Cross my heart and hope to die

Discussion in 'All Languages' started by 810senior, Apr 8, 2015.

  1. 810senior

    810senior Senior Member

    I think most of languages have the phrase you would say when you make a promise and vow not to break it.

    In English:
    Cross my heart and hope to die, stick a needle in my eye (I know this quote came from the poem, right?)

    In Japanese:
    指きりげんまん嘘ついたら針千本飲ます yubikiri genman uso tsuitara hari senbon nomasu
    Have our fingers crossed, punch you ten thousand times, when you lie, let you swallow thousand needles.

    What about it in your language?
    Last edited: Apr 8, 2015
  2. apmoy70

    apmoy70 Senior Member

    In Greek:

    «Να πέσει φωτιά να με κάψει» [na ˈpesi foˈtça na me ˈkapsi] --> fire to fall (from above) and char me

    «Φιλάω Σταυρό» [fiˈla.o staˈvro] --> kiss the cross

    «Μάρτυς μου ο Θεός» [ˈmartis mu o θeˈos] --> God is my witness

    Ancient Greeks vowed to deities:

    «Νὴ (τόν) Δία» nḕ (tón) Díă --> by (the) Zeus; «νὴ (τόν) Ἀπόλλω» nḕ (tón) Ăpóllō --> by (the) Apollo etc.
    «Νὴ» nḕ is a particle of strong affirmation that when used with the name of the deity in accusative, invokes divinity.
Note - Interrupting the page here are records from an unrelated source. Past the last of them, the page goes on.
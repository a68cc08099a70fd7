//! Order-level monetary summaries
//!
//! Applies the discounts attached by offer resolution, then GST and the
//! delivery fee. All math stays at full `Decimal` precision; rounding to two
//! places happens only when a summary is persisted or displayed.

use rust_decimal::Decimal;
use serde::{Deserialize, Serialize};

use crate::engine::offers::AnnotatedItem;

/// Monetary breakdown of a cart or order
#[derive(Debug, Clone, PartialEq, Serialize, Deserialize)]
pub struct OrderSummary {
    /// Sum of unit price x quantity over all items, pre-discount
    pub original_subtotal: Decimal,
    pub total_discount: Decimal,
    /// `original_subtotal - total_discount`
    pub subtotal: Decimal,
    pub gst_amount: Decimal,
    pub delivery_fee: Decimal,
    pub total: Decimal,
}

impl OrderSummary {
    /// The 2-decimal-place form used at persistence/display boundaries
    pub fn rounded(&self) -> OrderSummary {
        OrderSummary {
            original_subtotal: self.original_subtotal.round_dp(2),
            total_discount: self.total_discount.round_dp(2),
            subtotal: self.subtotal.round_dp(2),
            gst_amount: self.gst_amount.round_dp(2),
            delivery_fee: self.delivery_fee.round_dp(2),
            total: self.total.round_dp(2),
        }
    }
}

/// Compute the monetary summary for annotated items.
///
/// Never fails on valid inputs: a store without GST passes zero, and the fee
/// is zero until a slot has been matched.
pub fn compute_summary(
    items: &[AnnotatedItem],
    gst_percentage: Decimal,
    delivery_fee: Decimal,
) -> OrderSummary {
    let original_subtotal: Decimal = items.iter().map(|item| item.subtotal).sum();
    let total_discount: Decimal = items
        .iter()
        .filter_map(|item| item.discount.as_ref().map(|d| d.amount))
        .sum();
    let subtotal = original_subtotal - total_discount;
    let gst_amount = if gst_percentage > Decimal::ZERO {
        subtotal * gst_percentage / Decimal::ONE_HUNDRED
    } else {
        Decimal::ZERO
    };
    let total = subtotal + gst_amount + delivery_fee;

    OrderSummary {
        original_subtotal,
        total_discount,
        subtotal,
        gst_amount,
        delivery_fee,
        total,
    }
}
//! Store profile service: store listing, seller profile updates, and the
//! delivery-person roster that gates the delivering transition

use rust_decimal::Decimal;
use serde::Deserialize;
use sqlx::PgPool;
use uuid::Uuid;

use crate::error::{AppError, AppResult};
use shared::models::{DeliveryPerson, Store};
use shared::types::TimeOfDay;
use shared::validation::{validate_gst_percentage, validate_indian_phone, validate_slot_window};

/// Store service for store profiles and rosters
#[derive(Clone)]
pub struct StoreService {
    db: PgPool,
}

/// Database row for a store
#[derive(Debug, sqlx::FromRow)]
struct StoreRow {
    id: Uuid,
    seller_id: Uuid,
    name: String,
    address: String,
    phone_number: String,
    working_days: String,
    opening_time: String,
    closing_time: String,
    gst_percentage: Decimal,
    delivery_persons: serde_json::Value,
}

impl StoreRow {
    fn into_store(self) -> AppResult<Store> {
        let opening_time: TimeOfDay = self
            .opening_time
            .parse()
            .map_err(|e| AppError::Internal(format!("Bad opening_time in store row: {}", e)))?;
        let closing_time: TimeOfDay = self
            .closing_time
            .parse()
            .map_err(|e| AppError::Internal(format!("Bad closing_time in store row: {}", e)))?;
        let delivery_persons: Vec<DeliveryPerson> = serde_json::from_value(self.delivery_persons)
            .map_err(|e| AppError::Internal(format!("Bad roster in store row: {}", e)))?;

        Ok(Store {
            id: self.id,
            seller_id: self.seller_id,
            name: self.name,
            address: self.address,
            phone_number: self.phone_number,
            working_days: self.working_days,
            opening_time,
            closing_time,
            gst_percentage: self.gst_percentage,
            delivery_persons,
        })
    }
}

const STORE_COLUMNS: &str = "id, seller_id, name, address, phone_number, working_days, \
     opening_time, closing_time, gst_percentage, delivery_persons";

/// Input for updating a seller's store profile
#[derive(Debug, Deserialize)]
pub struct UpdateStoreInput {
    pub name: Option<String>,
    pub address: Option<String>,
    pub phone_number: Option<String>,
    pub working_days: Option<String>,
    pub opening_time: Option<TimeOfDay>,
    pub closing_time: Option<TimeOfDay>,
    pub gst_percentage: Option<Decimal>,
}

/// Input for adding a roster entry
#[derive(Debug, Deserialize)]
pub struct AddDeliveryPersonInput {
    pub name: String,
    pub phone: String,
}

impl StoreService {
    /// Create a new StoreService instance
    pub fn new(db: PgPool) -> Self {
        Self { db }
    }

    /// List all stores, optionally limited
    pub async fn list_stores(&self, limit: Option<i64>) -> AppResult<Vec<Store>> {
        let rows = sqlx::query_as::<_, StoreRow>(&format!(
            "SELECT {} FROM stores ORDER BY name LIMIT $1",
            STORE_COLUMNS
        ))
        .bind(limit.unwrap_or(i64::MAX))
        .fetch_all(&self.db)
        .await?;

        rows.into_iter().map(StoreRow::into_store).collect()
    }

    /// Get a store by id
    pub async fn get_store(&self, store_id: Uuid) -> AppResult<Store> {
        let row = sqlx::query_as::<_, StoreRow>(&format!(
            "SELECT {} FROM stores WHERE id = $1",
            STORE_COLUMNS
        ))
        .bind(store_id)
        .fetch_optional(&self.db)
        .await?
        .ok_or_else(|| AppError::NotFound("Store".to_string()))?;

        row.into_store()
    }

    /// Update the seller's store profile
    pub async fn update_store(&self, store_id: Uuid, input: UpdateStoreInput) -> AppResult<Store> {
        let current = self.get_store(store_id).await?;

        let opening_time = input.opening_time.unwrap_or(current.opening_time);
        let closing_time = input.closing_time.unwrap_or(current.closing_time);
        validate_slot_window(opening_time, closing_time).map_err(|msg| AppError::Validation {
            field: "opening_time".to_string(),
            message: msg.to_string(),
        })?;

        let gst_percentage = input.gst_percentage.unwrap_or(current.gst_percentage);
        validate_gst_percentage(gst_percentage).map_err(|msg| AppError::Validation {
            field: "gst_percentage".to_string(),
            message: msg.to_string(),
        })?;

        let phone_number = input.phone_number.unwrap_or(current.phone_number);
        validate_indian_phone(&phone_number).map_err(|msg| AppError::Validation {
            field: "phone_number".to_string(),
            message: msg.to_string(),
        })?;

        let name = input.name.unwrap_or(current.name);
        let address = input.address.unwrap_or(current.address);
        let working_days = input.working_days.unwrap_or(current.working_days);

        let row = sqlx::query_as::<_, StoreRow>(&format!(
            r#"
            UPDATE stores
            SET name = $1, address = $2, phone_number = $3, working_days = $4,
                opening_time = $5, closing_time = $6, gst_percentage = $7
            WHERE id = $8
            RETURNING {}
            "#,
            STORE_COLUMNS
        ))
        .bind(&name)
        .bind(&address)
        .bind(&phone_number)
        .bind(&working_days)
        .bind(opening_time.to_string())
        .bind(closing_time.to_string())
        .bind(gst_percentage)
        .bind(store_id)
        .fetch_one(&self.db)
        .await?;

        row.into_store()
    }

    /// The store's delivery-person roster
    pub async fn get_roster(&self, store_id: Uuid) -> AppResult<Vec<DeliveryPerson>> {
        Ok(self.get_store(store_id).await?.delivery_persons)
    }

    /// Add a delivery person to the roster
    pub async fn add_delivery_person(
        &self,
        store_id: Uuid,
        input: AddDeliveryPersonInput,
    ) -> AppResult<Vec<DeliveryPerson>> {
        if input.name.trim().is_empty() {
            return Err(AppError::Validation {
                field: "name".to_string(),
                message: "Delivery person name cannot be empty".to_string(),
            });
        }
        validate_indian_phone(&input.phone).map_err(|msg| AppError::Validation {
            field: "phone".to_string(),
            message: msg.to_string(),
        })?;

        let mut roster = self.get_roster(store_id).await?;
        roster.push(DeliveryPerson {
            id: Uuid::new_v4(),
            name: input.name,
            phone: input.phone,
        });

        self.write_roster(store_id, &roster).await?;
        Ok(roster)
    }

    /// Remove a delivery person from the roster
    ///
    /// Orders already marked delivering keep their contact snapshot.
    pub async fn remove_delivery_person(
        &self,
        store_id: Uuid,
        person_id: Uuid,
    ) -> AppResult<Vec<DeliveryPerson>> {
        let mut roster = self.get_roster(store_id).await?;
        let before = roster.len();
        roster.retain(|person| person.id != person_id);
        if roster.len() == before {
            return Err(AppError::NotFound("Delivery person".to_string()));
        }

        self.write_roster(store_id, &roster).await?;
        Ok(roster)
    }

    async fn write_roster(&self, store_id: Uuid, roster: &[DeliveryPerson]) -> AppResult<()> {
        let value = serde_json::to_value(roster)
            .map_err(|e| AppError::Internal(format!("Roster serialization failed: {}", e)))?;

        sqlx::query("UPDATE stores SET delivery_persons = $1 WHERE id = $2")
            .bind(value)
            .bind(store_id)
            .execute(&self.db)
            .await?;
        Ok(())
    }
}
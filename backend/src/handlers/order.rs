//! Order HTTP handlers

use axum::{
    extract::{Path, Query, State},
    http::StatusCode,
    response::IntoResponse,
    Json,
};
use serde::Deserialize;
use uuid::Uuid;

use crate::middleware::CurrentUser;
use crate::services::order::{OrderService, PlaceOrderInput, TransitionInput};
use crate::AppState;
use shared::models::OrderStatus;

#[derive(Debug, Deserialize)]
pub struct OrderListQuery {
    pub status: Option<OrderStatus>,
}

/// Place an order from the student's cart
pub async fn place_order(
    State(state): State<AppState>,
    current_user: CurrentUser,
    Json(input): Json<PlaceOrderInput>,
) -> impl IntoResponse {
    let student_id = match current_user.0.student_id() {
        Ok(id) => id,
        Err(e) => return e.into_response(),
    };
    let service = OrderService::new(state.db.clone(), &state.config);

    match service.place_order(student_id, input).await {
        Ok(order) => (StatusCode::CREATED, Json(order)).into_response(),
        Err(e) => e.into_response(),
    }
}

/// The student's order history
pub async fn list_my_orders(
    State(state): State<AppState>,
    current_user: CurrentUser,
) -> impl IntoResponse {
    let student_id = match current_user.0.student_id() {
        Ok(id) => id,
        Err(e) => return e.into_response(),
    };
    let service = OrderService::new(state.db.clone(), &state.config);

    match service.list_for_student(student_id).await {
        Ok(orders) => {
            (StatusCode::OK, Json(serde_json::json!({ "orders": orders }))).into_response()
        }
        Err(e) => e.into_response(),
    }
}

/// One of the student's orders
pub async fn get_my_order(
    State(state): State<AppState>,
    current_user: CurrentUser,
    Path(order_id): Path<Uuid>,
) -> impl IntoResponse {
    let student_id = match current_user.0.student_id() {
        Ok(id) => id,
        Err(e) => return e.into_response(),
    };
    let service = OrderService::new(state.db.clone(), &state.config);

    match service.get_for_student(student_id, order_id).await {
        Ok(order) => (StatusCode::OK, Json(order)).into_response(),
        Err(e) => e.into_response(),
    }
}

/// The seller's incoming orders, optionally filtered by status tab
pub async fn list_store_orders(
    State(state): State<AppState>,
    current_user: CurrentUser,
    Query(query): Query<OrderListQuery>,
) -> impl IntoResponse {
    let store_id = match current_user.0.store_id() {
        Ok(id) => id,
        Err(e) => return e.into_response(),
    };
    let service = OrderService::new(state.db.clone(), &state.config);

    match service.list_for_store(store_id, query.status).await {
        Ok(orders) => {
            (StatusCode::OK, Json(serde_json::json!({ "orders": orders }))).into_response()
        }
        Err(e) => e.into_response(),
    }
}

/// One of the seller's orders
pub async fn get_store_order(
    State(state): State<AppState>,
    current_user: CurrentUser,
    Path(order_id): Path<Uuid>,
) -> impl IntoResponse {
    let store_id = match current_user.0.store_id() {
        Ok(id) => id,
        Err(e) => return e.into_response(),
    };
    let service = OrderService::new(state.db.clone(), &state.config);

    match service.get_for_store(store_id, order_id).await {
        Ok(order) => (StatusCode::OK, Json(order)).into_response(),
        Err(e) => e.into_response(),
    }
}

/// Advance an order's status (seller only)
pub async fn update_order_status(
    State(state): State<AppState>,
    current_user: CurrentUser,
    Path(order_id): Path<Uuid>,
    Json(input): Json<TransitionInput>,
) -> impl IntoResponse {
    let store_id = match current_user.0.store_id() {
        Ok(id) => id,
        Err(e) => return e.into_response(),
    };
    let service = OrderService::new(state.db.clone(), &state.config);

    match service.transition(store_id, order_id, input).await {
        Ok(order) => (StatusCode::OK, Json(order)).into_response(),
        Err(e) => e.into_response(),
    }
}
Correponds with Latin nē, really, perhaps from PIE *(h₁e)no-, that one.
  3. DearPrudence

    DearPrudence Dépêche Mod (AL mod)

    French (lower Normandy)
  4. rusita preciosa

    rusita preciosa Modus forendi

    USA (Φιλαδέλφεια)
    Russian (Moscow)
    зуб даю /zub daiu/- I swear on my tooth (lit. I give my tooth)
    голову даю на отсечение /golovu daiu na otsechenie/- I swear on my head (lit., I give my head for cutting off)
    чтоб мне сдохнуть /tchtob mne sdokhnut/ - I swear on my life (lit., for me to croak)
  5. Ghabi

    Ghabi AL/OL/Ar/Zh mod

    Hong Kong
    It's not exactly used for swearing, but there's a rhyming saying in Cantonese (often used by a parent to admonish a child):

    講大話甩大牙 gong2 daai6waa6 lat1 daai6(ng)aa4 "tell big-words; fall big-teeth"

    "Big-words" mean "lies" in Cantonese (but da4hua4 means "bragging; boasting" in Mandarin, a pair of false friends), and "big-teeth" mean "molars": "You'll lose your molars if you tell lies!"
    Last edited: Apr 13, 2015
  6. Encolpius

    Encolpius Senior Member

    Context? Just because I think it is mainly a scout promise or what....Czechs, French have the same...I cannot recall any Hungarian kids promise now
    But if you just want to hear a type of promise used by adults here you go:

    Hungarian -- Isten bizony! Becsszó! Ez a színtiszta igazság!
  7. ilocas2 Banned

    I must say that in Czech there is not the saying provided in the post #3 for French, I didn't find any ocurrence with those crosses except few translations of some French texts.
    Last edited: Apr 9, 2015
  8. ger4 Senior Member

    It's quite strange but I can't think of any similar expression in German either (I'll keep thinking though...)
  9. 810senior

    810senior Senior Member

    Thanks for lots of replies!
    I thought this type of vow phrase would be everywhere in the world so I need to take it back.

    Either way I'd like to add extra information to Japanese.
    We say this phrase as if we sang it in the case you make a promise with someone, so below are whole sentence and literal translation (it's so brutal in some points...):
    >Yubikiri gemman, uso tsuitara, hari senbon nomasu zo, yubi kitta
    Cutting a finger, punching you ten thousand times, when you lied, I let you swallow thousand needles, we've cut a finger

    to cut a finger refers to make a promise(the act of having each finger crossed) and we've cut a finger expresses itself that the promise has been made.
    Of course, we don't cut any finger actually.
  10. mataripis

    mataripis Senior Member

    Yes.there is a need to revive it.I forgot the translation in Tagalog but I am not sure if other ethnic groups have the words of Honor to tell this.Tagalog folks have short phrase- maasahan mo ako.